For many years, the Spanish dominated South American cocoa cultivation. They introduced it to the West Indies and to islands such as Trinidad, where it soon became a staple crop. At first, English pirates raiding Spanish ships did not know what the bean was for. In 1648 the English chronicler Thomas Gage observed in his
New Survey of the West Indies
that when the English or Dutch seized a ship loaded with cocoa beans, “In anger and wrath we have hurled overboard this good commodity, not regarding the worth of it.”
Gradually, however, during the seventeenth and eighteenth centuries, the cocoa bean found its way into the coffee houses of Europe. Its first mention in England appears in an advertisement in the
Public Advertiser
on June 22 1657: “At a Frenchman’s house in Queensgate Alley is an excellent West India drink called Chocolate to be sold, where you may have it ready at any time at reasonable rates.” In the 1660s, the diarist Samuel Pepys describes enjoying his drink of
“chocolatte” or “Jocolatte” so much that he was soon “slabbering for another.” Henry Stubbe, royal physician to King Charles II, published
A Discourse Concerning Chocolata
in 1662, in which he surveyed the “nature of the cacao-nut” and extolled the health benefits of the drink. Taken with spices it could relieve coughs and colds and strengthen heart and stomach. For anyone “tyred through business,” Stubbes heartily recommended chocolate twice a day. It could even serve as an aphrodisiac. Word of the exotic new drink spread across England. White’s famous Chocolate House, named after its Italian owner, Francis White, opened in 1693 in St. James, London.

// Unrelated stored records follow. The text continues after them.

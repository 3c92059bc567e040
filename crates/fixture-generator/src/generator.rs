//! Single-pass stream generator producing the fixture text and its aggregate.

use crate::error::{WriteError, WriteStage};
use crate::sampler::{Sampler, SeededSampler};
use fixture_core::{AggregateReport, GeneratorConfig, RunningAggregates};
use std::io::{self, Write};

/// One generated `label delimiter value` occurrence.
///
/// `separator` is drawn for every entry but only written when another entry
/// follows.
#[derive(Debug, Clone, Copy, PartialEq, Eq)]
pub struct Entry<'a> {
    pub label: &'a str,
    pub delimiter: &'a str,
    pub value: i32,
    pub separator: &'a str,
}

/// Result of a completed run.
#[derive(Debug, Clone)]
pub struct GenerateOutput {
    /// Per-label ground truth
    pub aggregate: AggregateReport,
    /// Number of entries written
    pub entries: u64,
    /// Number of bytes written to the sink
    pub bytes_written: u64,
    /// Seed the sampler was built from, if the generator owned one
    pub seed: Option<u64>,
}

/// Value actually written when the label's sum would pass `i32::MAX`.
///
/// Non-positive values are negated (with wraparound, so `i32::MIN` stays
/// `i32::MIN`); positive values are kept as they are. Positive values are
/// the only ones that can trigger the check on a sum still within range, so
/// this does not keep the narrowed sum from wrapping. The behavior is kept
/// as-is for output parity with existing fixtures.
pub fn adjust_for_overflow(value: i32) -> i32 {
    if value <= 0 {
        value.wrapping_neg()
    } else {
        value
    }
}

/// Generator for one run over a validated configuration.
///
/// The random draw order per entry is fixed: delimiter index, label index,
/// separator index, then value. The entry count is drawn once up front.
pub struct StreamGenerator<'a, S = SeededSampler> {
    config: &'a GeneratorConfig,
    sampler: S,
    seed: Option<u64>,
}

impl<'a> StreamGenerator<'a, SeededSampler> {
    /// Create a generator, resolving the configuration's seed source once.
    pub fn new(config: &'a GeneratorConfig) -> Self {
        let seed = config.seed().resolve();
        Self {
            config,
            sampler: SeededSampler::new(seed),
            seed: Some(seed),
        }
    }
}

impl<'a, S: Sampler> StreamGenerator<'a, S> {
    /// Create a generator drawing from the given sampler.
    pub fn with_sampler(config: &'a GeneratorConfig, sampler: S) -> Self {
        Self {
            config,
            sampler,
            seed: None,
        }
    }

    /// Resolved seed, when the generator built its own sampler.
    pub fn seed(&self) -> Option<u64> {
        self.seed
    }

    /// Draw the next entry and account it in `aggregates`.
    fn next_entry(&mut self, aggregates: &mut RunningAggregates) -> Entry<'a> {
        let config = self.config;

        let delimiter = &config.delimiters()[self.sampler.pick_index(config.delimiters().len())];
        let label_index = self.sampler.pick_index(config.labels().len());
        let separator = &config.separators()[self.sampler.pick_index(config.separators().len())];

        let mut value = self.sampler.pick_value(config.min_val(), config.max_val());
        if aggregates.would_overflow(label_index, value) {
            value = adjust_for_overflow(value);
        }
        aggregates.record(label_index, value);

        Entry {
            label: &config.labels()[label_index],
            delimiter,
            value,
            separator,
        }
    }

    /// Write the full stream to `out` and return the aggregate.
    ///
    /// The sink is written to directly; wrap it in a `BufWriter` for files.
    /// The first write error aborts the run.
    pub fn generate<W: Write>(mut self, out: W) -> Result<GenerateOutput, WriteError> {
        let config = self.config;
        let entries = self
            .sampler
            .pick_count(config.min_values(), config.max_values());

        let mut aggregates = RunningAggregates::new(config.labels().len());
        let mut out = CountingWriter::new(out);

        for i in 0..entries {
            let entry = self.next_entry(&mut aggregates);

            out.write_part(WriteStage::Label, entry.label.as_bytes())?;
            out.write_part(WriteStage::Delimiter, entry.delimiter.as_bytes())?;
            out.write_value(entry.value)?;

            if i + 1 == entries {
                break;
            }

            out.write_part(WriteStage::Separator, entry.separator.as_bytes())?;
        }

        Ok(GenerateOutput {
            aggregate: aggregates.finish(config.labels()),
            entries,
            bytes_written: out.written,
            seed: self.seed,
        })
    }
}

/// Writer wrapper counting bytes accepted by the inner sink.
struct CountingWriter<W> {
    inner: W,
    written: u64,
}

impl<W: Write> CountingWriter<W> {
    fn new(inner: W) -> Self {
        Self { inner, written: 0 }
    }

    fn write_part(&mut self, stage: WriteStage, bytes: &[u8]) -> Result<(), WriteError> {
        self.write_all(bytes).map_err(|source| self.error(stage, source))
    }

    fn write_value(&mut self, value: i32) -> Result<(), WriteError> {
        write!(self, "{value}").map_err(|source| self.error(WriteStage::Value, source))
    }

    fn error(&self, stage: WriteStage, source: io::Error) -> WriteError {
        WriteError {
            stage,
            bytes_written: self.written,
            source,
        }
    }
}

impl<W: Write> Write for CountingWriter<W> {
    fn write(&mut self, buf: &[u8]) -> io::Result<usize> {
        let n = self.inner.write(buf)?;
        self.written += n as u64;
        Ok(n)
    }

    fn flush(&mut self) -> io::Result<()> {
        self.inner.flush()
    }
}
//! Error types for the stream generator.

use std::fmt;
use thiserror::Error;

/// The part of an entry that was being written when output failed.
#[derive(Debug, Clone, Copy, PartialEq, Eq)]
pub enum WriteStage {
    Label,
    Delimiter,
    Value,
    Separator,
}

impl fmt::Display for WriteStage {
    fn fmt(&self, f: &mut fmt::Formatter<'_>) -> fmt::Result {
        let stage = match self {
            WriteStage::Label => "label",
            WriteStage::Delimiter => "delimiter",
            WriteStage::Value => "value",
            WriteStage::Separator => "separator",
        };
        f.write_str(stage)
    }
}

/// Output failed partway through a run.
///
/// Whatever was written before the failure stays in the sink.
#[derive(Error, Debug)]
#[error("writing {stage} after {bytes_written} bytes: {source}")]
pub struct WriteError {
    /// Stage that failed
    pub stage: WriteStage,
    /// Bytes accepted by the sink before the failure
    pub bytes_written: u64,
    /// Underlying IO error
    #[source]
    pub source: std::io::Error,
}
//! CLI argument definitions.

use crate::output::AggregateFormat;
use clap::Args;
use std::path::PathBuf;

/// Arguments shared by every command that reads a configuration file.
#[derive(Args, Clone, Debug)]
pub struct ConfigArgs {
    /// Generator configuration TOML file path
    #[arg(long, short = 'c', default_value = "./generate-conf.toml")]
    pub config: PathBuf,

    /// Seed overriding `time-seed` / `random-seed` from the config file
    #[arg(long, env = "FIXTURE_GEN_SEED")]
    pub seed: Option<u64>,
}

/// Arguments for the `generate` command.
#[derive(Args, Clone, Debug)]
pub struct GenerateArgs {
    #[command(flatten)]
    pub config: ConfigArgs,

    /// Output file path for the generated fixture
    #[arg(long, short = 'o', default_value = "./out.txt")]
    pub output: PathBuf,

    /// Aggregate output file path
    #[arg(long, short = 'a', default_value = "./aggregate.json")]
    pub aggregate: PathBuf,

    /// Aggregate file format (inferred from the file extension if omitted)
    #[arg(long, value_enum)]
    pub format: Option<AggregateFormat>,
}

impl GenerateArgs {
    /// Effective aggregate format.
    pub fn aggregate_format(&self) -> AggregateFormat {
        self.format
            .unwrap_or_else(|| AggregateFormat::from_path(&self.aggregate))
    }
}
//! Label/value stream generator for parser benchmark fixtures.
//!
//! This crate provides the [`StreamGenerator`], which writes a randomized
//! `label delimiter value` stream to any [`std::io::Write`] sink and
//! accumulates the per-label ground truth in the same pass. The generator
//! draws from a seeded [`SeededSampler`], so runs with the same seed and
//! configuration produce byte-identical output.
//!
//! # Architecture
//!
//! ```text
//! GeneratorConfig (fixture-core)
//!        │
//!        ▼
//! ┌───────────────────┐
//! │  StreamGenerator  │◄──── Sampler (SeededSampler / scripted)
//! │                   │
//! │  - entry count    │
//! │  - aggregates     │
//! └─────────┬─────────┘
//!           │
//!           ├──► "A = 56; B = -3; ..."   (io::Write sink)
//!           │
//!           ▼
//!    AggregateReport { label → { values, value } }
//! ```
//!
//! # Example
//!
//! ```rust
//! use fixture_core::{GeneratorConfig, SeedSource};
//! use fixture_generator::StreamGenerator;
//!
//! let config = GeneratorConfig::new(
//!     vec!["A".to_string(), "B".to_string()],
//!     5..=10,
//!     -100..=100,
//!     vec![" = ".to_string()],
//!     vec!["; ".to_string()],
//!     SeedSource::Fixed(42),
//! )
//! .unwrap();
//!
//! let mut out = Vec::new();
//! let output = StreamGenerator::new(&config).generate(&mut out).unwrap();
//! assert_eq!(output.aggregate.total_values(), output.entries);
//! ```

pub mod error;
pub mod generator;
pub mod sampler;

// Re-exports for convenience
pub use error::{WriteError, WriteStage};
pub use generator::{adjust_for_overflow, Entry, GenerateOutput, StreamGenerator};
pub use sampler::{Sampler, SeededSampler};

Cocoa continued to gain in popularity principally as a drink prepared in the Mexican way, but it also was added as a flavoring to meat dishes, soups, and puddings. In Italy a recipe for chocolate sorbet survives from 1794. Once the mixture was prepared, “The vase is buried in snow layered with salt and frozen.” For the more adventurous palate, Italian recipes from the period listed cocoa as an ingredient in lasagne or added it to fried liver. While most European preparations “were rough . . . and produced poor results,” according to Richard Cadbury, “France developed a better system for roasting and grinding.” The French
confiseurs
got straight on with the sweet course; no messing with chilies, curries, and fried liver. By the nineteenth century, they were winning a reputation for their exquisite handcrafted sweets made from chocolate: delicious mousses, cakes, crèmes, dragées, and chocolate-coated nuts.
With the wheels of European commerce and consumerism driving demand, in the Americas the cultivation of the cocoa bean was gradually extended beyond Mexico and Guatemala, reaching south to the lower slopes of the Andes in Ecuador, the rolling plains of Venezuela, and into the fringes of the Amazon rain forest of Brazil. In the Caribbean, cocoa plantations were established in Jamaica, St. Lucia, and Granada as well as Trinidad, which became a British colony in 1802.

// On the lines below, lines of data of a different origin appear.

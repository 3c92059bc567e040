//! Unbiased uniform sampling from small index sets and wide integer ranges.
//!
//! [`SeededSampler`] is the sampler used for real runs. Its exact draw
//! sequence is part of the reproducibility contract, so the algorithm is
//! spelled out here:
//!
//! - Degenerate ranges (`n == 1`, `min == max`) return without drawing.
//! - A bound `b <= 2^63` takes one 64-bit draw `x` and scales it with a
//!   widening multiply (`(x * b) >> 64`). Draws whose low half falls below
//!   `(2^64 - b) mod b` are redrawn, which removes the modulo bias.
//! - A bound `b > 2^63` is close to the native output width. Full 64-bit
//!   draws are taken and any draw `>= b` is discarded and redrawn, so at
//!   most half of all draws are rejected.
//! - The full `u64` domain uses a single raw draw.
//!
//! The underlying generator is [`rand::rngs::StdRng`] seeded with
//! `seed_from_u64`. Its stream is only stable within one `rand` release
//! line.

use rand::rngs::StdRng;
use rand::{RngCore, SeedableRng};

/// Largest bound still handled by widening-multiply scaling.
const SCALING_LIMIT: u64 = 1 << 63;

/// Source of uniform random choices for the stream generator.
pub trait Sampler {
    /// Uniformly pick an index in `[0, n)`. `n` must be non-zero.
    fn pick_index(&mut self, n: usize) -> usize;

    /// Uniformly pick an entry count in `[min, max]`.
    fn pick_count(&mut self, min: u64, max: u64) -> u64;

    /// Uniformly pick a value in `[min, max]`.
    fn pick_value(&mut self, min: i32, max: i32) -> i32;
}

/// Seeded, reproducible [`Sampler`].
#[derive(Debug, Clone)]
pub struct SeededSampler<R = StdRng> {
    rng: R,
}

impl SeededSampler<StdRng> {
    /// Create a sampler seeded for reproducible output.
    pub fn new(seed: u64) -> Self {
        Self {
            rng: StdRng::seed_from_u64(seed),
        }
    }
}

impl<R: RngCore> SeededSampler<R> {
    /// Wrap an arbitrary random source.
    pub fn from_rng(rng: R) -> Self {
        Self { rng }
    }

    /// Uniform integer in `[0, bound)`. `bound` must be non-zero.
    fn below(&mut self, bound: u64) -> u64 {
        debug_assert!(bound > 0);
        if bound == 1 {
            return 0;
        }

        if bound <= SCALING_LIMIT {
            let mut product = u128::from(self.rng.next_u64()) * u128::from(bound);
            let mut low = product as u64;
            if low < bound {
                let threshold = bound.wrapping_neg() % bound;
                while low < threshold {
                    product = u128::from(self.rng.next_u64()) * u128::from(bound);
                    low = product as u64;
                }
            }
            return (product >> 64) as u64;
        }

        loop {
            let candidate = self.rng.next_u64();
            if candidate < bound {
                return candidate;
            }
        }
    }
}

impl<R: RngCore> Sampler for SeededSampler<R> {
    fn pick_index(&mut self, n: usize) -> usize {
        self.below(n as u64) as usize
    }

    fn pick_count(&mut self, min: u64, max: u64) -> u64 {
        debug_assert!(min <= max);
        let span = max - min;
        if span == u64::MAX {
            return self.rng.next_u64();
        }
        min + self.below(span + 1)
    }

    fn pick_value(&mut self, min: i32, max: i32) -> i32 {
        debug_assert!(min <= max);
        // At most 2^32, always on the scaling path
        let bound = (i64::from(max) - i64::from(min)) as u64 + 1;
        (i64::from(min) + self.below(bound) as i64) as i32
    }
}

By the mid-nineteenth century, despite the growing interest in the cocoa bean in Europe, it remained expensive and principally a novelty for the wealthy. “When we take into account the indifferent
means of preparation,” concluded Richard Cadbury, “we can hardly be surprised that it did not come into general favour with the public.” As Richard and George struggled to launch their business, the full potential of
Theobroma cacao
had yet to be revealed. The unprepossessing little bean offered the mere tantalizing promise of prosperity.

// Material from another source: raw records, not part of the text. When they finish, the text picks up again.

//! TOML generator configuration file.
//!
//! ```toml
//! time-seed = false
//! random-seed = 42
//! labels = ["A", "B", "C"]
//! min-values = 1
//! max-values = 1000
//! min-val = -1000
//! max-val = 1000
//! delimiters = [" = ", ": "]
//! separators = ["; ", "\n"]
//! ```
//!
//! Missing keys fall back to zero/empty values, so an incomplete file is
//! rejected by validation rather than by the parser. Empty `delimiters` and
//! `separators` lists get [`DEFAULT_DELIMITER`] and [`DEFAULT_SEPARATOR`].

use anyhow::Context;
use fixture_core::{GeneratorConfig, SeedSource};
use serde::Deserialize;
use std::path::Path;

/// Delimiter used when the file lists none.
pub const DEFAULT_DELIMITER: &str = " = ";

/// Separator used when the file lists none.
pub const DEFAULT_SEPARATOR: &str = "; ";

/// Raw configuration as stored on disk.
#[derive(Debug, Clone, Default, Deserialize)]
#[serde(default, rename_all = "kebab-case", deny_unknown_fields)]
pub struct FileConfig {
    /// Derive the seed from the current time instead of `random-seed`
    pub time_seed: bool,
    /// Explicit seed; negative values are reinterpreted as unsigned
    pub random_seed: i64,
    pub labels: Vec<String>,
    pub min_values: u64,
    pub max_values: u64,
    pub min_val: i32,
    pub max_val: i32,
    pub delimiters: Vec<String>,
    pub separators: Vec<String>,
}

impl FileConfig {
    /// Read and parse a configuration file without validating it.
    pub fn from_file<P: AsRef<Path>>(path: P) -> anyhow::Result<Self> {
        let path = path.as_ref();
        let content = std::fs::read_to_string(path)
            .with_context(|| format!("Failed to read config file: {}", path.display()))?;
        Self::from_toml(&content)
            .with_context(|| format!("Failed to parse config file: {}", path.display()))
    }

    /// Parse a configuration from a TOML string without validating it.
    pub fn from_toml(content: &str) -> anyhow::Result<Self> {
        Ok(toml::from_str(content)?)
    }

    /// Seed source selected by `time-seed` / `random-seed`.
    pub fn seed_source(&self) -> SeedSource {
        if self.time_seed {
            SeedSource::Time
        } else {
            SeedSource::Fixed(self.random_seed as u64)
        }
    }

    /// Apply defaults and validate into a [`GeneratorConfig`].
    pub fn into_generator_config(self) -> anyhow::Result<GeneratorConfig> {
        let seed = self.seed_source();
        let delimiters = if self.delimiters.is_empty() {
            vec![DEFAULT_DELIMITER.to_string()]
        } else {
            self.delimiters
        };
        let separators = if self.separators.is_empty() {
            vec![DEFAULT_SEPARATOR.to_string()]
        } else {
            self.separators
        };

        let config = GeneratorConfig::new(
            self.labels,
            self.min_values..=self.max_values,
            self.min_val..=self.max_val,
            delimiters,
            separators,
            seed,
        )?;
        Ok(config)
    }

    /// Load, default and validate a configuration file in one step.
    pub fn load<P: AsRef<Path>>(path: P) -> anyhow::Result<GeneratorConfig> {
        let path = path.as_ref();
        Self::from_file(path)?
            .into_generator_config()
            .with_context(|| format!("Invalid config file: {}", path.display()))
    }
}

#[cfg(test)]
mod tests {
    use super::*;
    use fixture_core::ConfigError;

    const FULL: &str = r#"
time-seed = false
random-seed = 42
labels = ["A", "B", "C"]
min-values = 10
max-values = 100
min-val = -1000
max-val = 1000
delimiters = [" = ", ":"]
separators = ["; ", "\n"]
"#;

    #[test]
    fn test_parse_full_config() {
        let file = FileConfig::from_toml(FULL).unwrap();
        assert_eq!(file.labels, vec!["A", "B", "C"]);
        assert_eq!(file.separators, vec!["; ", "\n"]);

        let config = file.into_generator_config().unwrap();
        assert_eq!(config.min_values(), 10);
        assert_eq!(config.max_values(), 100);
        assert_eq!(config.min_val(), -1000);
        assert_eq!(config.max_val(), 1000);
        assert_eq!(config.delimiters(), &[" = ", ":"]);
        assert_eq!(config.seed(), SeedSource::Fixed(42));
    }

    #[test]
    fn test_defaults_for_delimiters_and_separators() {
        let config = FileConfig::from_toml(
            r#"
labels = ["A"]
min-values = 1
max-values = 1
"#,
        )
        .unwrap()
        .into_generator_config()
        .unwrap();

        assert_eq!(config.delimiters(), &[DEFAULT_DELIMITER]);
        assert_eq!(config.separators(), &[DEFAULT_SEPARATOR]);
        assert_eq!(config.min_val(), 0);
        assert_eq!(config.max_val(), 0);
        assert_eq!(config.seed(), SeedSource::Fixed(0));
    }

    #[test]
    fn test_time_seed() {
        let file = FileConfig::from_toml("time-seed = true\nrandom-seed = 5").unwrap();
        assert_eq!(file.seed_source(), SeedSource::Time);
    }

    #[test]
    fn test_negative_seed_is_reinterpreted() {
        let file = FileConfig::from_toml("random-seed = -1").unwrap();
        assert_eq!(file.seed_source(), SeedSource::Fixed(u64::MAX));
    }

    #[test]
    fn test_empty_file_fails_validation() {
        let err = FileConfig::from_toml("")
            .unwrap()
            .into_generator_config()
            .unwrap_err();
        assert_eq!(
            err.downcast_ref::<ConfigError>(),
            Some(&ConfigError::TooFewValues(0))
        );
    }

    #[test]
    fn test_invalid_label_is_reported() {
        let err = FileConfig::from_toml(
            r#"
labels = ["A", "B B"]
min-values = 1
max-values = 2
"#,
        )
        .unwrap()
        .into_generator_config()
        .unwrap_err();
        assert_eq!(
            err.downcast_ref::<ConfigError>(),
            Some(&ConfigError::LabelContainsWhitespace { index: 1 })
        );
    }

    #[test]
    fn test_unknown_key_rejected() {
        assert!(FileConfig::from_toml("labels = [\"A\"]\nmax-value = 3").is_err());
    }

    #[test]
    fn test_out_of_range_value_rejected() {
        assert!(FileConfig::from_toml("max-val = 3000000000").is_err());
    }

    #[test]
    fn test_load_from_file() {
        let dir = tempfile::tempdir().unwrap();
        let path = dir.path().join("generate-conf.toml");
        std::fs::write(&path, FULL).unwrap();

        let config = FileConfig::load(&path).unwrap();
        assert_eq!(config.labels().len(), 3);
    }

    #[test]
    fn test_load_missing_file() {
        let dir = tempfile::tempdir().unwrap();
        let err = FileConfig::load(dir.path().join("missing.toml")).unwrap_err();
        assert!(format!("{err:#}").contains("Failed to read config file"));
    }
}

In the early 1860s, George and Richard hardly needed to undertake the charade of stocktaking, which they did as a matter of course twice a year. They knew their business was not thriving. Cadbury Brothers did not excite the nation’s taste buds. “We determined that we would close the business when we were unable to pay 20 shillings in the pound,” George said, committed to honoring all financial agreements in full. He admitted the stocktaking was “depressing” but nonetheless thrived on the challenge. “We went back again to our work with renewed vigour and were probably happier than most successful men.”
The struggle brought the brothers closer together. Quite apart from sharing the responsibility and the burden, Richard proved to be a delight as a partner. He was “very good natured and constantly up to practical jokes and fun of various kinds,” George wrote, “so that one almost doubts whether immediate success in a business is a blessing.” Workers too recalled Mr. George and Mr. Richard with a “cheery smile,” although they knew “the Firm was in low water and losing money.” They were aware of how dire things were and “at one stage expected any day to hear that the works were to be shut.”
As losses mounted, Richard formed a list of everything he owned, noting the price each item would fetch if it had to be sold at auction. In 1862, his young wife, Elizabeth, was pregnant, and on September 27, the arrival of his first son, Barrow (named after Richard’s mother’s family), was great cause for celebration. But Richard knew the financial security of his young family was uncertain. Both brothers planned to shut the business rather than risk defaulting on any money owed
and accruing debt. The stocktaking at the end of the second year was particularly gloomy. By Christmas 1862, the Cadbury brothers’ losses had escalated to a further 304 pounds each.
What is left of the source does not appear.